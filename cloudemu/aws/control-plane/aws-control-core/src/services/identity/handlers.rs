//! Identity provider wire adapter: `x-amz-target`-dispatched AWS JSON
//! 1.1, same dialect DynamoDB and EventBridge use.

use crate::error::ApiError;
use crate::Emulator;
use aws_data_core::error::{EmulatorError, Result};
use axum::{
    extract::State,
    http::HeaderMap,
    response::{IntoResponse, Response},
    Json,
};
use serde_json::{json, Value};
use std::collections::HashMap;
use std::sync::Arc;
use tracing::info;

pub async fn handle_request(
    State(emulator): State<Arc<Emulator>>,
    headers: HeaderMap,
    Json(body): Json<Value>,
) -> Response {
    let target = headers.get("x-amz-target").and_then(|h| h.to_str().ok()).unwrap_or("");
    let action = target.rsplit('.').next().unwrap_or(target);
    info!("cognito-idp: {action}");

    let result = match action {
        "CreateUserPool" => create_user_pool(&emulator, body).await,
        "ListUserPools" => list_user_pools(&emulator, body).await,
        "CreateGroup" => create_group(&emulator, body).await,
        "ListGroups" => list_groups(&emulator, body).await,
        "SignUp" => sign_up(&emulator, body).await,
        "ConfirmSignUp" => confirm_sign_up(&emulator, body).await,
        "InitiateAuth" => initiate_auth(&emulator, body).await,
        "AdminGetUser" => admin_get_user(&emulator, body).await,
        "AdminAddUserToGroup" => admin_add_user_to_group(&emulator, body).await,
        "ListUsers" => list_users(&emulator, body).await,
        _ => Err(EmulatorError::UnknownOperation(action.to_string())),
    };

    match result {
        Ok(v) => Json(v).into_response(),
        Err(e) => ApiError::from(e).into_response(),
    }
}

fn user_json(u: &aws_data_core::storage::UserRecord) -> Value {
    let attrs: Vec<Value> = u.attributes.iter().map(|(k, v)| json!({ "Name": k, "Value": v })).collect();
    json!({
        "Username": u.username,
        "UserStatus": u.status,
        "UserAttributes": attrs,
        "UserCreateDate": u.created_at,
    })
}

async fn create_user_pool(emulator: &Emulator, body: Value) -> Result<Value> {
    let name = body["PoolName"].as_str().ok_or_else(|| EmulatorError::InvalidArgument("Missing PoolName".into()))?;
    let pool = emulator.identity.storage.create_user_pool(name)?;
    Ok(json!({ "UserPool": { "Id": pool.id, "Name": pool.name, "Arn": pool.arn, "CreationDate": pool.created_at } }))
}

async fn list_user_pools(emulator: &Emulator, _body: Value) -> Result<Value> {
    let pools = emulator.identity.storage.list_user_pools()?;
    let list: Vec<Value> = pools.into_iter().map(|p| json!({ "Id": p.id, "Name": p.name, "Arn": p.arn })).collect();
    Ok(json!({ "UserPools": list }))
}

async fn create_group(emulator: &Emulator, body: Value) -> Result<Value> {
    let pool_id = body["UserPoolId"].as_str().ok_or_else(|| EmulatorError::InvalidArgument("Missing UserPoolId".into()))?;
    let name = body["GroupName"].as_str().ok_or_else(|| EmulatorError::InvalidArgument("Missing GroupName".into()))?;
    let description = body["Description"].as_str();
    let precedence = body["Precedence"].as_i64();
    let group = emulator.identity.storage.create_group(pool_id, name, description, precedence)?;
    Ok(json!({ "Group": { "GroupName": group.name, "UserPoolId": group.pool_id, "Description": group.description, "Precedence": group.precedence } }))
}

async fn list_groups(emulator: &Emulator, body: Value) -> Result<Value> {
    let pool_id = body["UserPoolId"].as_str().ok_or_else(|| EmulatorError::InvalidArgument("Missing UserPoolId".into()))?;
    let groups = emulator.identity.storage.list_groups(pool_id)?;
    let list: Vec<Value> = groups.into_iter().map(|g| json!({ "GroupName": g.name, "Description": g.description, "Precedence": g.precedence })).collect();
    Ok(json!({ "Groups": list }))
}

fn extract_attributes(body: &Value) -> HashMap<String, String> {
    body["UserAttributes"]
        .as_array()
        .map(|arr| {
            arr.iter()
                .filter_map(|a| Some((a["Name"].as_str()?.to_string(), a["Value"].as_str()?.to_string())))
                .collect()
        })
        .unwrap_or_default()
}

async fn sign_up(emulator: &Emulator, body: Value) -> Result<Value> {
    let pool_id = body["ClientId"].as_str().ok_or_else(|| EmulatorError::InvalidArgument("Missing ClientId".into()))?;
    let username = body["Username"].as_str().ok_or_else(|| EmulatorError::InvalidArgument("Missing Username".into()))?;
    let password = body["Password"].as_str().ok_or_else(|| EmulatorError::InvalidArgument("Missing Password".into()))?;
    let attributes = extract_attributes(&body);
    let user = emulator.identity.storage.sign_up(pool_id, username, password, attributes)?;
    Ok(json!({ "UserSub": user.sub, "UserConfirmed": false }))
}

async fn confirm_sign_up(emulator: &Emulator, body: Value) -> Result<Value> {
    let pool_id = body["ClientId"].as_str().ok_or_else(|| EmulatorError::InvalidArgument("Missing ClientId".into()))?;
    let username = body["Username"].as_str().ok_or_else(|| EmulatorError::InvalidArgument("Missing Username".into()))?;
    emulator.identity.storage.confirm_sign_up(pool_id, username)?;
    Ok(json!({}))
}

async fn initiate_auth(emulator: &Emulator, body: Value) -> Result<Value> {
    let pool_id = body["ClientId"].as_str().ok_or_else(|| EmulatorError::InvalidArgument("Missing ClientId".into()))?;
    let params = &body["AuthParameters"];
    let username = params["USERNAME"].as_str().ok_or_else(|| EmulatorError::InvalidArgument("Missing USERNAME".into()))?;
    let password = params["PASSWORD"].as_str().ok_or_else(|| EmulatorError::InvalidArgument("Missing PASSWORD".into()))?;
    let user = emulator.identity.storage.authenticate(pool_id, username, password)?;
    Ok(json!({
        "AuthenticationResult": {
            "AccessToken": format!("local-access-token.{}", user.sub),
            "IdToken": format!("local-id-token.{}", user.sub),
            "RefreshToken": format!("local-refresh-token.{}", user.sub),
            "TokenType": "Bearer",
            "ExpiresIn": 3600,
        }
    }))
}

async fn admin_get_user(emulator: &Emulator, body: Value) -> Result<Value> {
    let pool_id = body["UserPoolId"].as_str().ok_or_else(|| EmulatorError::InvalidArgument("Missing UserPoolId".into()))?;
    let username = body["Username"].as_str().ok_or_else(|| EmulatorError::InvalidArgument("Missing Username".into()))?;
    let user = emulator.identity.storage.get_user(pool_id, username)?;
    Ok(user_json(&user))
}

async fn admin_add_user_to_group(emulator: &Emulator, body: Value) -> Result<Value> {
    let pool_id = body["UserPoolId"].as_str().ok_or_else(|| EmulatorError::InvalidArgument("Missing UserPoolId".into()))?;
    let username = body["Username"].as_str().ok_or_else(|| EmulatorError::InvalidArgument("Missing Username".into()))?;
    let group = body["GroupName"].as_str().ok_or_else(|| EmulatorError::InvalidArgument("Missing GroupName".into()))?;
    emulator.identity.storage.add_user_to_group(pool_id, username, group)?;
    Ok(json!({}))
}

async fn list_users(emulator: &Emulator, body: Value) -> Result<Value> {
    let pool_id = body["UserPoolId"].as_str().ok_or_else(|| EmulatorError::InvalidArgument("Missing UserPoolId".into()))?;
    let users = emulator.identity.storage.list_users(pool_id)?;
    let list: Vec<Value> = users.iter().map(user_json).collect();
    Ok(json!({ "Users": list }))
}
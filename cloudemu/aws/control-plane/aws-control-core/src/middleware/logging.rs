//! Request logging: a bounded ring buffer of recent requests, fanned
//! out live to any `/_ldk/ws/logs` subscriber. Subscriber sends are
//! best-effort — a lagging or closed receiver never blocks a handler.

use crate::Emulator;
use axum::{
    body::Body,
    extract::{Request, State},
    http::HeaderMap,
    middleware::Next,
    response::Response,
};
use serde::Serialize;
use std::collections::VecDeque;
use std::sync::{Arc, Mutex};
use std::time::Instant;
use tokio::sync::broadcast;

const RING_CAPACITY: usize = 2000;

#[derive(Debug, Clone, Serialize)]
pub struct LogEntry {
    pub method: String,
    pub path: String,
    pub service: String,
    pub body_size: usize,
    pub status: u16,
    pub latency_ms: u64,
}

pub struct LogRing {
    buffer: Mutex<VecDeque<LogEntry>>,
    tx: broadcast::Sender<LogEntry>,
}

impl LogRing {
    pub fn new() -> Arc<Self> {
        let (tx, _rx) = broadcast::channel(256);
        Arc::new(Self { buffer: Mutex::new(VecDeque::with_capacity(RING_CAPACITY)), tx })
    }

    fn push(&self, entry: LogEntry) {
        {
            let mut buf = self.buffer.lock().unwrap();
            if buf.len() >= RING_CAPACITY {
                buf.pop_front();
            }
            buf.push_back(entry.clone());
        }
        // A lagging or dropped receiver is not this handler's problem.
        let _ = self.tx.send(entry);
    }

    pub fn snapshot(&self) -> Vec<LogEntry> {
        self.buffer.lock().unwrap().iter().cloned().collect()
    }

    pub fn subscribe(&self) -> broadcast::Receiver<LogEntry> {
        self.tx.subscribe()
    }
}

fn service_name(headers: &HeaderMap, path: &str) -> String {
    if let Some(target) = headers.get("x-amz-target").and_then(|h| h.to_str().ok()) {
        if let Some(svc) = target.split('.').next() {
            return svc.to_string();
        }
    }
    path.trim_start_matches('/').split('/').next().filter(|s| !s.is_empty()).unwrap_or("root").to_string()
}

pub async fn log_requests(State(emulator): State<Arc<Emulator>>, req: Request, next: Next) -> Response {
    let method = req.method().to_string();
    let path = req.uri().path().to_string();
    let service = service_name(req.headers(), &path);

    let (parts, body) = req.into_parts();
    let bytes = match axum::body::to_bytes(body, usize::MAX).await {
        Ok(b) => b,
        Err(_) => {
            let resp = next.run(Request::from_parts(parts, Body::empty())).await;
            return resp;
        }
    };
    let body_size = bytes.len();
    let req = Request::from_parts(parts, Body::from(bytes));

    let start = Instant::now();
    let response = next.run(req).await;
    let latency_ms = start.elapsed().as_millis() as u64;

    emulator.log_ring.push(LogEntry { method, path, service, body_size, status: response.status().as_u16(), latency_ms });

    response
}
//! The ASL execution engine (component I): walks a parsed state machine
//! from `StartAt` to a terminal state, handling `Retry`/`Catch`,
//! `Parallel`/`Map` concurrency, and JSONPath-flavored I/O along the way.
//!
//! Grounded on the synchronous single-branch walker this service used to
//! ship, generalized to cooperatively-concurrent `Parallel`/`Map`
//! branches and a real Retry/Catch ladder. The compute side is a trait
//! object (`aws_data_core::fabric::Invoker`) so this module never links
//! against the function-compute runtime directly.

use super::asl::{CatchConfig, MapState, ParallelState, RetryConfig, State, StateMachineDefinition, TaskState, WaitState};
use super::choice;
use super::template::{apply_input_path, apply_output_path, apply_result_path, apply_template};
use aws_data_core::fabric::Invoker;
use futures::future::{join_all, BoxFuture, FutureExt};
use futures::stream::{self, StreamExt};
use serde_json::{json, Value};
use std::sync::Arc;
use std::time::Duration;
use tracing::warn;

const MAX_TRANSITIONS: usize = 1000;

#[derive(Debug, Clone)]
pub struct StatesError {
    pub error: String,
    pub cause: Option<String>,
    pub is_timeout: bool,
}

impl StatesError {
    fn new(error: impl Into<String>, cause: Option<String>) -> Self {
        Self { error: error.into(), cause, is_timeout: false }
    }

    fn runtime(msg: impl Into<String>) -> Self {
        Self::new("States.Runtime", Some(msg.into()))
    }

    fn timeout(msg: impl Into<String>) -> Self {
        Self { error: "States.Timeout".into(), cause: Some(msg.into()), is_timeout: true }
    }
}

#[derive(Debug, Clone)]
pub struct ExecutionResult {
    pub status: &'static str,
    pub output: Option<Value>,
    pub error: Option<String>,
    pub cause: Option<String>,
    pub history: Vec<Value>,
}
//! Event bus service (component G rule half / component J dispatch).

use aws_data_core::fabric::EventFabric;
use aws_data_core::storage::StorageEngine;
use std::sync::Arc;

pub struct EventsService {
    pub storage: Arc<StorageEngine>,
    pub fabric: Arc<EventFabric>,
}

impl EventsService {
    pub fn new(storage: Arc<StorageEngine>, fabric: Arc<EventFabric>) -> Self {
        Self { storage, fabric }
    }
}
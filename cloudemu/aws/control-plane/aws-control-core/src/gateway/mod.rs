//! HTTP Gateway - Ingress, Router, Dispatcher

pub mod dashboard;
pub mod dispatcher;
#[allow(clippy::module_inception)]
pub mod gateway;
pub mod ingress;
pub mod management;
pub mod orchestrator;
pub mod sts;

pub use gateway::create_router;
pub use orchestrator::start_all;
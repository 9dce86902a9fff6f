//! Fault injection: per-service deterministic PRNGs so a chaos run is
//! reproducible across restarts given the same seed-derived service
//! name and request order. "Dropping the connection" and "simulating
//! a timeout" both come out of the same `chaos_drop_rate` roll here —
//! the spec's configuration surface doesn't carve out a separate knob
//! for the two, and in a single-process emulator both look the same
//! to a client: it never gets a response.

use crate::Emulator;
use axum::{extract::Request, extract::State, middleware::Next, response::IntoResponse, response::Response};
use rand::rngs::StdRng;
use rand::{Rng, SeedableRng};
use std::collections::HashMap;
use std::collections::hash_map::DefaultHasher;
use std::hash::{Hash, Hasher};
use std::sync::{Arc, Mutex};
use std::time::Duration;

pub struct ChaosState {
    rngs: Mutex<HashMap<String, StdRng>>,
}

impl ChaosState {
    pub fn new() -> Arc<Self> {
        Arc::new(Self { rngs: Mutex::new(HashMap::new()) })
    }

    fn roll(&self, service: &str) -> f64 {
        let mut rngs = self.rngs.lock().unwrap();
        let rng = rngs.entry(service.to_string()).or_insert_with(|| {
            let mut hasher = DefaultHasher::new();
            service.hash(&mut hasher);
            StdRng::seed_from_u64(hasher.finish())
        });
        rng.gen_range(0.0..1.0)
    }

    fn latency_ms(&self, service: &str, min: u64, max: u64) -> u64 {
        if max == 0 {
            return 0;
        }
        let mut rngs = self.rngs.lock().unwrap();
        let rng = rngs.entry(service.to_string()).or_insert_with(|| {
            let mut hasher = DefaultHasher::new();
            service.hash(&mut hasher);
            StdRng::seed_from_u64(hasher.finish())
        });
        if min >= max {
            min
        } else {
            rng.gen_range(min..=max)
        }
    }
}

fn service_name(req: &Request) -> String {
    req.headers()
        .get("x-amz-target")
        .and_then(|h| h.to_str().ok())
        .and_then(|t| t.split('.').next())
        .map(str::to_string)
        .unwrap_or_else(|| req.uri().path().trim_start_matches('/').split('/').next().unwrap_or("root").to_string())
}

pub async fn inject_chaos(State(emulator): State<Arc<Emulator>>, req: Request, next: Next) -> Response {
    let cfg = &emulator.config;
    if cfg.chaos_error_rate == 0.0 && cfg.chaos_drop_rate == 0.0 && cfg.chaos_latency_ms_max == 0 {
        return next.run(req).await;
    }

    let service = service_name(&req);

    if cfg.chaos_drop_rate > 0.0 && emulator.chaos.roll(&service) < cfg.chaos_drop_rate {
        // Never answer; the client's own timeout is what ends this.
        loop {
            tokio::time::sleep(Duration::from_secs(3600)).await;
        }
    }

    let latency = emulator.chaos.latency_ms(&service, cfg.chaos_latency_ms_min, cfg.chaos_latency_ms_max);
    if latency > 0 {
        tokio::time::sleep(Duration::from_millis(latency)).await;
    }

    if cfg.chaos_error_rate > 0.0 && emulator.chaos.roll(&service) < cfg.chaos_error_rate {
        return crate::ApiError::from(aws_data_core::error::EmulatorError::Chaos).into_response();
    }

    next.run(req).await
}
//! Secrets store service (AWS JSON 1.1 dialect wire adapter).

use aws_data_core::storage::StorageEngine;
use std::sync::Arc;

pub struct SecretsService {
    pub storage: Arc<StorageEngine>,
}

impl SecretsService {
    pub fn new(storage: Arc<StorageEngine>) -> Self {
        Self { storage }
    }
}
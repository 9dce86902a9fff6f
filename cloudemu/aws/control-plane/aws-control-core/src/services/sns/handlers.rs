//! Pub/sub topic wire adapter: `x-amz-target`-dispatched AWS JSON 1.1.

use crate::error::ApiError;
use crate::Emulator;
use aws_data_core::error::{EmulatorError, Result};
use aws_data_core::pubsub::PublishedMessage;
use axum::{
    extract::State,
    http::HeaderMap,
    response::{IntoResponse, Response},
    Json,
};
use serde_json::{json, Value};
use std::collections::HashMap;
use std::sync::Arc;
use tracing::info;
use uuid::Uuid;

pub async fn handle_request(
    State(emulator): State<Arc<Emulator>>,
    headers: HeaderMap,
    Json(body): Json<Value>,
) -> Response {
    let target = headers.get("x-amz-target").and_then(|h| h.to_str().ok()).unwrap_or("");
    let action = target.rsplit('.').next().unwrap_or(target);
    info!("sns: {action}");

    let result = match action {
        "CreateTopic" => create_topic(&emulator, body).await,
        "ListTopics" => list_topics(&emulator, body).await,
        "DeleteTopic" => delete_topic(&emulator, body).await,
        "Subscribe" => subscribe(&emulator, body).await,
        "Unsubscribe" => unsubscribe(&emulator, body).await,
        "ListSubscriptionsByTopic" => list_subscriptions(&emulator, body).await,
        "Publish" => publish(&emulator, body).await,
        _ => Err(EmulatorError::UnknownOperation(action.to_string())),
    };

    match result {
        Ok(v) => Json(v).into_response(),
        Err(e) => ApiError::from(e).into_response(),
    }
}

async fn create_topic(emulator: &Emulator, body: Value) -> Result<Value> {
    let name = body["Name"].as_str().ok_or_else(|| EmulatorError::InvalidArgument("Missing Name".into()))?;
    let topic = emulator.sns.storage.create_topic(name)?;
    Ok(json!({ "TopicArn": topic.arn }))
}

async fn list_topics(emulator: &Emulator, _body: Value) -> Result<Value> {
    let topics = emulator.sns.storage.list_topics()?;
    let list: Vec<Value> = topics.into_iter().map(|t| json!({ "TopicArn": t.arn })).collect();
    Ok(json!({ "Topics": list }))
}

async fn delete_topic(emulator: &Emulator, body: Value) -> Result<Value> {
    let arn = body["TopicArn"].as_str().ok_or_else(|| EmulatorError::InvalidArgument("Missing TopicArn".into()))?;
    emulator.sns.storage.delete_topic(arn)?;
    Ok(json!({}))
}

async fn subscribe(emulator: &Emulator, body: Value) -> Result<Value> {
    let topic_arn = body["TopicArn"].as_str().ok_or_else(|| EmulatorError::InvalidArgument("Missing TopicArn".into()))?;
    let protocol = body["Protocol"].as_str().ok_or_else(|| EmulatorError::InvalidArgument("Missing Protocol".into()))?;
    let endpoint = body["Endpoint"].as_str().ok_or_else(|| EmulatorError::InvalidArgument("Missing Endpoint".into()))?;
    let filter_policy = body["Attributes"]["FilterPolicy"]
        .as_str()
        .and_then(|s| serde_json::from_str::<Value>(s).ok());

    let record = emulator.sns.storage.create_subscription(topic_arn, protocol, endpoint, filter_policy.as_ref().map(|v| v.to_string()).as_deref())?;

    let rx = emulator
        .sns
        .fabric
        .subscribe(topic_arn, &record.arn, protocol, endpoint, filter_policy)
        .await;

    if protocol == "sqs" {
        let queue_name = endpoint.rsplit(':').next().unwrap_or(endpoint).to_string();
        emulator.sns.spawn_sqs_forwarder(record.arn.clone(), rx, queue_name).await;
    } else if protocol == "lambda" {
        let function_name = endpoint.rsplit(':').next().unwrap_or(endpoint).to_string();
        emulator.sns.spawn_lambda_forwarder(record.arn.clone(), rx, function_name).await;
    }

    Ok(json!({ "SubscriptionArn": record.arn }))
}

async fn unsubscribe(emulator: &Emulator, body: Value) -> Result<Value> {
    let sub_arn = body["SubscriptionArn"].as_str().ok_or_else(|| EmulatorError::InvalidArgument("Missing SubscriptionArn".into()))?;
    let topic_arn = sub_arn.rsplit_once(':').map(|(t, _)| t).unwrap_or(sub_arn);
    emulator.sns.fabric.unsubscribe(topic_arn, sub_arn).await;
    emulator.sns.stop_forwarder(sub_arn).await;
    emulator.sns.storage.delete_subscription(sub_arn)?;
    Ok(json!({}))
}

async fn list_subscriptions(emulator: &Emulator, body: Value) -> Result<Value> {
    let topic_arn = body["TopicArn"].as_str().ok_or_else(|| EmulatorError::InvalidArgument("Missing TopicArn".into()))?;
    let subs = emulator.sns.storage.list_subscriptions_by_topic(topic_arn)?;
    let list: Vec<Value> = subs
        .into_iter()
        .map(|s| json!({ "SubscriptionArn": s.arn, "TopicArn": s.topic_arn, "Protocol": s.protocol, "Endpoint": s.endpoint }))
        .collect();
    Ok(json!({ "Subscriptions": list }))
}

async fn publish(emulator: &Emulator, body: Value) -> Result<Value> {
    let topic_arn = body["TopicArn"].as_str().ok_or_else(|| EmulatorError::InvalidArgument("Missing TopicArn".into()))?;
    let message_body = body["Message"].as_str().ok_or_else(|| EmulatorError::InvalidArgument("Missing Message".into()))?;
    let subject = body["Subject"].as_str().map(str::to_string);
    let attributes: HashMap<String, Value> = body["MessageAttributes"]
        .as_object()
        .map(|m| {
            m.iter()
                .filter_map(|(k, v)| v["StringValue"].as_str().map(|s| (k.clone(), json!(s))))
                .collect()
        })
        .unwrap_or_default();

    let message_id = Uuid::new_v4().to_string();
    emulator
        .sns
        .fabric
        .publish(PublishedMessage {
            message_id: message_id.clone(),
            topic_arn: topic_arn.to_string(),
            subject,
            body: message_body.to_string(),
            attributes,
        })
        .await;

    Ok(json!({ "MessageId": message_id }))
}
use crate::error::EmulatorError;
use std::process::Command;
use std::io::Write;
use tempfile::tempdir;
use zip::ZipArchive;
use serde_json::{Value, json};

pub fn execute_lambda(
    runtime: &str,
    handler: &str,
    zip_bytes: &[u8],
    payload: &Value,
) -> Result<Value, EmulatorError> {
    if zip_bytes.is_empty() {
        return Err(EmulatorError::InvalidArgument("Function code is missing".into()));
    }

    let tmp_dir = tempdir().map_err(|e| EmulatorError::Internal(format!("Failed to create temp dir: {}", e)))?;
    let mut archive = ZipArchive::new(std::io::Cursor::new(zip_bytes))
        .map_err(|e| EmulatorError::InvalidArgument(format!("Invalid zip archive: {}", e)))?;
    
    archive.extract(tmp_dir.path())
        .map_err(|e| EmulatorError::Internal(format!("Failed to extract zip: {}", e)))?;
        
    let handler_parts: Vec<&str> = handler.split('.').collect();
    if handler_parts.len() != 2 {
        return Err(EmulatorError::InvalidArgument("Invalid handler format (expected file.method)".into()));
    }
    let file_name = handler_parts[0];
    let method_name = handler_parts[1];
    
    if runtime.contains("python") {
        execute_python(tmp_dir.path(), file_name, method_name, payload)
    } else if runtime.contains("node") {
        execute_nodejs(tmp_dir.path(), file_name, method_name, payload)
    } else {
        Err(EmulatorError::InvalidArgument(format!("Unsupported runtime: {}", runtime)))
    }
}

fn execute_python(
    path: &std::path::Path,
    file_name: &str,
    method_name: &str,
    payload: &Value,
) -> Result<Value, EmulatorError> {
    let payload_str = serde_json::to_string(payload).unwrap_or_default();
    
    // Wrapper script to call the handler
    let wrapper = format!(
        r#"
import json
import {file_name}
import sys

try:
    event = json.loads(sys.stdin.read())
    context = {{}}
    result = {file_name}.{method_name}(event, context)
    print(json.dumps(result))
except Exception as e:
    import traceback
    print(json.dumps({{"error": str(e), "stack": traceback.format_exc()}}))
    sys.exit(1)
"#
    );
    
    let mut child = Command::new("python")
        .current_dir(path)
        .arg("-c")
        .arg(wrapper)
        .stdin(std::process::Stdio::piped())
        .stdout(std::process::Stdio::piped())
        .stderr(std::process::Stdio::piped())
        .spawn()
        .map_err(|e| EmulatorError::Internal(format!("Failed to spawn python: {}", e)))?;
        
    if let Some(mut stdin) = child.stdin.take() {
        stdin.write_all(payload_str.as_bytes()).unwrap();
    }
    
    let output = child.wait_with_output()
        .map_err(|e| EmulatorError::Internal(format!("Failed to run python: {}", e)))?;
        
    let stdout = String::from_utf8_lossy(&output.stdout).to_string();
    if !output.status.success() {
        let stderr = String::from_utf8_lossy(&output.stderr);
        return Err(EmulatorError::Internal(format!("Python execution failed: {}\n{}", stdout, stderr)));
    }
    
    let val: Value = serde_json::from_str(&stdout)
        .map_err(|e| EmulatorError::Internal(format!("Failed to parse python output: {}. Output was: {}", e, stdout)))?;
        
    Ok(json!({
        "StatusCode": 200,
        "Payload": val
    }))
}

fn execute_nodejs(
    path: &std::path::Path,
    file_name: &str,
    method_name: &str,
    payload: &Value,
) -> Result<Value, EmulatorError> {
    let payload_str = serde_json::to_string(payload).unwrap_or_default();
    
    // Wrapper script for Node.js
    let wrapper = format!(
        r#"
const handler = require('./{file_name}');
let data = '';
process.stdin.on('data', chunk => {{ data += chunk; }});
process.stdin.on('end', async () => {{
    try {{
        const event = JSON.parse(data);
        const context = {{}};
        const result = await handler.{method_name}(event, context);
        console.log(JSON.stringify(result));
    }} catch (e) {{
        console.log(JSON.stringify({{error: e.message, stack: e.stack}}));
        process.exit(1);
    }}
}});
"#
    );
    
    let mut child = Command::new("node")
        .current_dir(path)
        .arg("-e")
        .arg(wrapper)
        .stdin(std::process::Stdio::piped())
        .stdout(std::process::Stdio::piped())
        .stderr(std::process::Stdio::piped())
        .spawn()
        .map_err(|e| EmulatorError::Internal(format!("Failed to spawn node: {}", e)))?;
        
    if let Some(mut stdin) = child.stdin.take() {
        stdin.write_all(payload_str.as_bytes()).unwrap();
    }
    
    let output = child.wait_with_output()
        .map_err(|e| EmulatorError::Internal(format!("Failed to run node: {}", e)))?;
        
    let stdout = String::from_utf8_lossy(&output.stdout).to_string();
    if !output.status.success() {
        let stderr = String::from_utf8_lossy(&output.stderr);
        return Err(EmulatorError::Internal(format!("Node.js execution failed: {}\n{}", stdout, stderr)));
    }
    
    let val: Value = serde_json::from_str(&stdout)
        .map_err(|e| EmulatorError::Internal(format!("Failed to parse node output: {}. Output was: {}", e, stdout)))?;
        
    Ok(json!({
        "StatusCode": 200,
        "Payload": val
    }))
}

> **YOUR OBJECTIVE**: Each line in the entries above, starting at the line with "pub status: &'static" and ending at the line with "Arc<StorageEngine>, fabric: Arc<EventFabric>)", is to be printed exactly, and only those lines.

> **RESULT FOR THIS TASK**:
    pub status: &'static str,
    pub output: Option<Value>,
    pub error: Option<String>,
    pub cause: Option<String>,
    pub history: Vec<Value>,
}
//! Event bus service (component G rule half / component J dispatch).

use aws_data_core::fabric::EventFabric;
use aws_data_core::storage::StorageEngine;
use std::sync::Arc;

pub struct EventsService {
    pub storage: Arc<StorageEngine>,
    pub fabric: Arc<EventFabric>,
}

impl EventsService {
    pub fn new(storage: Arc<StorageEngine>, fabric: Arc<EventFabric>) -> Self {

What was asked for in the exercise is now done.